During the COVID-19 pandemic, many studies have been carried out to examine sleep disorders . In the studies, age, gender, education level, physical and mental health, COVID-19, associated stressor factors, and profession (especially being a health worker) were identified as factors related to a sleep disorder. In our study, sleep quality was determined as bad in females, illiterate, married, and individuals with the first three days of disease diagnosis. A study from Brazil reported that monthly income, occupation, gender, age, and marital status had effects on sleep quality .
Hospitalized patients are trying to adapt to changes due to the new situation they are in while dealing with the effects of their illness. These changes may also affect the quality of patients’ sleep . A study conducted on 7236 participants in China during the pandemic concluded that 18% of the general population experienced poor sleep quality. In addition, patients with COVID-19 are expected to have reduced sleep quality due to symptoms associated with contracting the disease .
In our study, factors that cause insomnia during the time hospitalized in the hospital outlook causes such as respiratory distress, hospital environment, and pain. According to the findings of our study and the literature, it can be said that this may be related to the uncertainty, social isolation, and the more intense symptoms experienced in the patient’s illness during the time spent in the hospital. In this context, patients can be given orientation from their initial hospitalization to the hospital, reduced anxiety by providing information about the general process, and exposure to the clinical and treatment team in which they are treated.
Sleep hygiene is defined as policies and practices that improve sleep quality. Sleep hygiene training is also frequently used to deal with sleep disorders. In this context, watching TV or reading books in bed makes it difficult to fall asleep using technology . In our study, the majority of patients were found to sleep during the night and day hours, and to be able to sleep; they were able to navigate social media and watch television during periods of insomnia.
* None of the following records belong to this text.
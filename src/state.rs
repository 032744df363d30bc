use std::sync::atomic::{AtomicU8, Ordering};

/// Process-wide peripheral state published to the application.
#[cfg_attr(test, derive(enum_iterator::Sequence))]
#[derive(
    Clone,
    Copy,
    Debug,
    Eq,
    Hash,
    PartialEq,
    num_enum::IntoPrimitive,
    num_enum::TryFromPrimitive,
    serde::Serialize,
    strum::Display,
)]
#[non_exhaustive]
#[repr(u8)]
#[serde(rename_all = "camelCase")]
#[strum(serialize_all = "camelCase")]
pub enum PeripheralState {
    Unknown = 0,
    Unsupported = 1,
    Unauthorized = 2,
    PoweredOff = 3,
    Idle = 4,
    Advertising = 5,
    Connected = 6,
}

impl PeripheralState {
    /// Returns whether the state prevents any radio operation.
    #[inline]
    #[must_use]
    pub const fn is_unavailable(self) -> bool {
        matches!(
            self,
            Self::Unsupported | Self::Unauthorized | Self::PoweredOff
        )
    }
}

impl Default for PeripheralState {
    #[inline]
    fn default() -> Self {
        Self::Unknown
    }
}

/// Peripheral state that can be read without taking the engine lock.
#[derive(Debug, Default)]
#[repr(transparent)]
pub(crate) struct StateCell(AtomicU8);

impl StateCell {
    /// Returns the current state.
    #[inline]
    pub fn get(&self) -> PeripheralState {
        PeripheralState::try_from(self.0.load(Ordering::Acquire)).unwrap_or_default()
    }

    /// Sets the current state.
    #[inline]
    pub fn set(&self, s: PeripheralState) {
        self.0.store(s.into(), Ordering::Release);
    }
}
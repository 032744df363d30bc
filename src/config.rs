//! Peripheral configuration.

use std::path::{Path, PathBuf};
use std::{fs, io};

use tracing::debug;

use crate::dev::DEFAULT_MTU;

/// Configuration error.
#[derive(Debug, thiserror::Error)]
#[non_exhaustive]
pub enum Error {
    #[error(transparent)]
    Io(#[from] io::Error),
    #[error(transparent)]
    Json(#[from] serde_json::Error),
    #[error("default MTU {0} is below the minimum of 23")]
    InvalidMtu(u16),
    #[error("user configuration directory not available")]
    NoUserDir,
}

/// Number of responses sent for a write request.
#[derive(Clone, Copy, Debug, Default, Eq, PartialEq, serde::Deserialize, serde::Serialize)]
#[serde(rename_all = "camelCase")]
pub enum ResponsePolicy {
    /// Exactly one response per request.
    #[default]
    Single,
    /// A write to an unknown characteristic is answered with a failure and
    /// then, if the client requested a response, with a success.
    Legacy,
}

/// Peripheral configuration. Missing keys take their default values.
#[derive(Clone, Debug, Eq, PartialEq, serde::Deserialize, serde::Serialize)]
#[serde(default, rename_all = "camelCase")]
pub struct Config {
    /// Write response policy.
    pub response_policy: ResponsePolicy,
    /// Whether to subscribe to the notifications of connected centrals.
    pub mirror_client: bool,
    /// ATT MTU assumed for new connections until the platform reports the
    /// negotiated value.
    pub default_mtu: u16,
    /// Whether a value written by a central is pushed to all connected
    /// centrals.
    pub notify_on_remote_write: bool,
}

impl Default for Config {
    #[inline]
    fn default() -> Self {
        Self {
            response_policy: ResponsePolicy::default(),
            mirror_client: true,
            default_mtu: DEFAULT_MTU,
            notify_on_remote_write: true,
        }
    }
}

impl Config {
    const FILE_NAME: &'static str = "peripheral.json";

    /// Parses a JSON configuration.
    pub fn from_json(s: &str) -> Result<Self, Error> {
        let v: serde_json::Value = serde_json::from_str(s)?;
        if !v.is_object() {
            return Err(Error::Json(serde::de::Error::custom(
                "configuration must be a JSON object",
            )));
        }
        let cfg: Self = serde_json::from_value(v)?;
        cfg.validate()
    }

    /// Loads configuration from a JSON file.
    pub fn load(path: impl AsRef<Path>) -> Result<Self, Error> {
        let path = path.as_ref();
        let cfg = Self::from_json(&fs::read_to_string(path)?)?;
        debug!("Loaded configuration: {}", path.display());
        Ok(cfg)
    }

    /// Saves configuration to a JSON file, creating parent directories as
    /// needed.
    pub fn save(&self, path: impl AsRef<Path>) -> Result<(), Error> {
        let path = path.as_ref();
        if let Some(dir) = path.parent() {
            fs::create_dir_all(dir)?;
        }
        fs::write(path, serde_json::to_string_pretty(self)?)?;
        debug!("Wrote: {}", path.display());
        Ok(())
    }

    /// Loads configuration from the current user's configuration directory.
    /// Returns the default configuration if the file does not exist.
    #[cfg(feature = "fs")]
    pub fn per_user(app: impl AsRef<Path>) -> Result<Self, Error> {
        match Self::load(Self::per_user_path(app)?) {
            Err(Error::Io(e)) if matches!(e.kind(), io::ErrorKind::NotFound) => Ok(Self::default()),
            r => r,
        }
    }

    /// Returns the configuration file path in the current user's
    /// configuration directory.
    #[cfg(feature = "fs")]
    pub fn per_user_path(app: impl AsRef<Path>) -> Result<PathBuf, Error> {
        let dir = dirs::config_dir().ok_or(Error::NoUserDir)?;
        Ok(dir.join(app.as_ref()).join(Self::FILE_NAME))
    }

    /// Returns the configuration file path in directory `root`.
    #[inline]
    #[must_use]
    pub fn path_in(root: impl AsRef<Path>) -> PathBuf {
        root.as_ref().join(Self::FILE_NAME)
    }

    fn validate(self) -> Result<Self, Error> {
        if self.default_mtu < DEFAULT_MTU {
            return Err(Error::InvalidMtu(self.default_mtu));
        }
        Ok(self)
    }
}
//! Advertising requests and the advertising session controller.

use std::fmt::{Display, Formatter};

use tokio::sync::oneshot;
use tracing::{debug, warn};

use crate::{CompanyId, Uuid};

/// Advertising failure reported by the platform.
#[derive(
    Clone,
    Copy,
    Debug,
    Eq,
    PartialEq,
    num_enum::IntoPrimitive,
    num_enum::TryFromPrimitive,
    thiserror::Error,
)]
#[non_exhaustive]
#[repr(u8)]
pub enum AdvFailure {
    #[error("advertising data too large")]
    DataTooLarge = 1,
    #[error("too many advertisers")]
    TooManyAdvertisers = 2,
    #[error("advertising already started")]
    AlreadyStarted = 3,
    #[error("internal error")]
    InternalError = 4,
    #[error("feature unsupported")]
    FeatureUnsupported = 5,
}

/// Advertising session identifier. Every call to
/// [`crate::Peripheral::start`] uses a new identifier.
#[derive(Clone, Copy, Debug, Default, Eq, Hash, Ord, PartialEq, PartialOrd)]
#[repr(transparent)]
pub struct AdvSessionId(u64);

impl AdvSessionId {
    /// Returns the raw identifier.
    #[inline(always)]
    #[must_use]
    pub const fn raw(self) -> u64 {
        self.0
    }
}

impl Display for AdvSessionId {
    #[inline]
    fn fmt(&self, f: &mut Formatter<'_>) -> std::fmt::Result {
        write!(f, "#{}", self.0)
    }
}

/// Physical layer ([Vol 6] Part A, Section 3).
#[derive(
    Clone,
    Copy,
    Debug,
    Eq,
    PartialEq,
    num_enum::IntoPrimitive,
    num_enum::TryFromPrimitive,
    serde::Deserialize,
    serde::Serialize,
    strum::Display,
)]
#[repr(u8)]
#[serde(into = "u8", try_from = "u8")]
pub enum Phy {
    #[strum(serialize = "LE 1M")]
    Le1M = 1,
    #[strum(serialize = "LE 2M")]
    Le2M = 2,
    #[strum(serialize = "LE Coded")]
    LeCoded = 3,
}

/// Advertising or scan response payload. The platform assembles the actual
/// AD structures.
#[derive(Clone, Debug, Default, Eq, PartialEq, serde::Deserialize, serde::Serialize)]
#[serde(default, rename_all = "camelCase")]
pub struct AdvData {
    pub manufacturer_id: Option<CompanyId>,
    pub manufacturer_data: Option<Vec<u8>>,
    pub service_data_uuid: Option<Uuid>,
    pub service_data: Option<Vec<u8>>,
    #[serde(alias = "uuid")]
    pub service_uuid: Option<Uuid>,
    pub service_solicitation_uuid: Option<Uuid>,
    pub local_name: Option<String>,
    pub include_device_name: bool,
    #[serde(alias = "transmissionPowerIncluded")]
    pub include_tx_power_level: bool,
}

impl AdvData {
    /// Returns whether the payload contains no data.
    #[must_use]
    pub fn is_empty(&self) -> bool {
        *self == Self::default()
    }
}

/// Legacy advertising mode.
#[derive(
    Clone,
    Copy,
    Debug,
    Eq,
    PartialEq,
    num_enum::IntoPrimitive,
    num_enum::TryFromPrimitive,
    serde::Deserialize,
    serde::Serialize,
)]
#[repr(u8)]
#[serde(into = "u8", try_from = "u8")]
pub enum AdvMode {
    LowPower = 0,
    Balanced = 1,
    LowLatency = 2,
}

/// Legacy advertising TX power level.
#[derive(
    Clone,
    Copy,
    Debug,
    Eq,
    PartialEq,
    num_enum::IntoPrimitive,
    num_enum::TryFromPrimitive,
    serde::Deserialize,
    serde::Serialize,
)]
#[repr(u8)]
#[serde(into = "u8", try_from = "u8")]
pub enum TxPowerLevel {
    UltraLow = 0,
    Low = 1,
    Medium = 2,
    High = 3,
}

/// Legacy advertising settings.
#[derive(Clone, Copy, Debug, Eq, PartialEq, serde::Deserialize, serde::Serialize)]
#[serde(default, rename_all = "camelCase")]
pub struct AdvSettings {
    pub advertise_mode: AdvMode,
    pub connectable: bool,
    /// Advertising timeout in milliseconds. Zero means no timeout.
    pub timeout: u32,
    pub tx_power_level: TxPowerLevel,
}

impl Default for AdvSettings {
    fn default() -> Self {
        Self {
            advertise_mode: AdvMode::LowLatency,
            connectable: true,
            timeout: 0,
            tx_power_level: TxPowerLevel::High,
        }
    }
}

/// Periodic advertising parameters.
#[derive(Clone, Copy, Debug, Default, Eq, PartialEq, serde::Deserialize, serde::Serialize)]
#[serde(default, rename_all = "camelCase")]
pub struct PeriodicParams {
    pub include_tx_power: bool,
    /// Periodic advertising interval in 1.25ms units.
    pub interval: u16,
}

/// Extended advertising set parameters.
#[derive(Clone, Debug, Eq, PartialEq, serde::Deserialize, serde::Serialize)]
#[serde(default, rename_all = "camelCase")]
pub struct AdvSetParams {
    pub anonymous: bool,
    pub connectable: bool,
    #[serde(alias = "setIncludeTxPower")]
    pub include_tx_power: bool,
    /// Advertising interval in 0.625ms units.
    pub interval: u32,
    pub legacy_mode: bool,
    pub primary_phy: Phy,
    pub secondary_phy: Phy,
    pub scannable: bool,
    /// TX power in dBm.
    pub tx_power_level: i8,
    /// Maximum number of extended advertising events. Zero means no limit.
    pub max_extended_advertising_events: u8,
    /// Advertising duration in 10ms units. Zero means no limit.
    pub duration: u16,
    pub periodic_data: Option<AdvData>,
    pub periodic_params: Option<PeriodicParams>,
}

impl Default for AdvSetParams {
    fn default() -> Self {
        Self {
            anonymous: false,
            connectable: true,
            include_tx_power: false,
            interval: 160,
            legacy_mode: false,
            primary_phy: Phy::Le1M,
            secondary_phy: Phy::Le1M,
            scannable: false,
            tx_power_level: -7,
            max_extended_advertising_events: 0,
            duration: 0,
            periodic_data: None,
            periodic_params: None,
        }
    }
}

/// Advertising parameter set.
#[derive(Clone, Debug, Eq, PartialEq)]
pub enum AdvParams {
    Legacy(AdvSettings),
    Set(AdvSetParams),
}

impl Default for AdvParams {
    #[inline]
    fn default() -> Self {
        Self::Legacy(AdvSettings::default())
    }
}

/// Complete advertising request handed to the platform.
#[derive(Clone, Debug, Default, Eq, PartialEq)]
pub struct AdvRequest {
    pub data: AdvData,
    pub scan_response: Option<AdvData>,
    pub params: AdvParams,
}

type Reply = oneshot::Sender<Result<(), AdvFailure>>;

/// Advertising session state.
#[derive(Debug)]
struct Session {
    id: AdvSessionId,
    reply: Option<Reply>,
}

/// Advertising controller owning at most one session.
#[derive(Debug, Default)]
pub(crate) struct Controller {
    last: u64,
    session: Option<Session>,
}

impl Controller {
    /// Creates a new session. Returns an error if a session already exists.
    pub fn begin(&mut self) -> Result<(AdvSessionId, oneshot::Receiver<Result<(), AdvFailure>>), AdvFailure> {
        if let Some(s) = self.session.as_ref() {
            debug!("Advertising session {} already exists", s.id);
            return Err(AdvFailure::AlreadyStarted);
        }
        self.last += 1;
        let id = AdvSessionId(self.last);
        let (tx, rx) = oneshot::channel();
        self.session = Some(Session { id, reply: Some(tx) });
        debug!("Advertising session {id} created");
        Ok((id, rx))
    }

    /// Completes a pending session start. Returns `Some(true)` if the session
    /// is now advertising, `Some(false)` if it failed and was removed, and
    /// [`None`] if the report is for a stale session.
    pub fn complete(&mut self, id: AdvSessionId, r: Result<(), AdvFailure>) -> Option<bool> {
        let Some(s) = self.session.as_mut().filter(|s| s.id == id) else {
            debug!("Ignoring result for stale advertising session {id}");
            return None;
        };
        let Some(reply) = s.reply.take() else {
            debug!("Duplicate result for advertising session {id}");
            return None;
        };
        let ok = r.is_ok();
        if let Err(e) = r {
            warn!("Advertising session {id} failed: {e}");
            self.session = None;
        }
        // The caller may have stopped waiting
        let _ = reply.send(r);
        Some(ok)
    }

    /// Removes the current session, cancelling a pending start.
    #[inline]
    pub fn end(&mut self) -> Option<AdvSessionId> {
        self.session.take().map(|s| s.id)
    }

    /// Returns the current session identifier.
    #[inline]
    pub fn current(&self) -> Option<AdvSessionId> {
        self.session.as_ref().map(|s| s.id)
    }

    /// Returns whether the current session has been started by the platform.
    #[inline]
    pub fn is_active(&self) -> bool {
        matches!(self.session, Some(Session { reply: None, .. }))
    }
}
In addition, the requirements that patients need most to improve their sleep quality during their stay in the hospital are, in order, the management of disease symptoms, communication with healthcare staff, and social support.
Patients with COVID-19 positive (+) diagnosis show that their sleep deterioration occurs after the first three days; about three-quarters of them have poor sleep quality, and cases that cause sleep disorders are caused by complaints such as symptoms, hospital environment, and pain. Hospitalized patients are trying to adapt to changes due to the new situation they are in while dealing with the effects of their illness. Patients should be trained, informed, and provided hospital orientation and sleep hygiene training with effective communication methods from patient hospitalization to stool.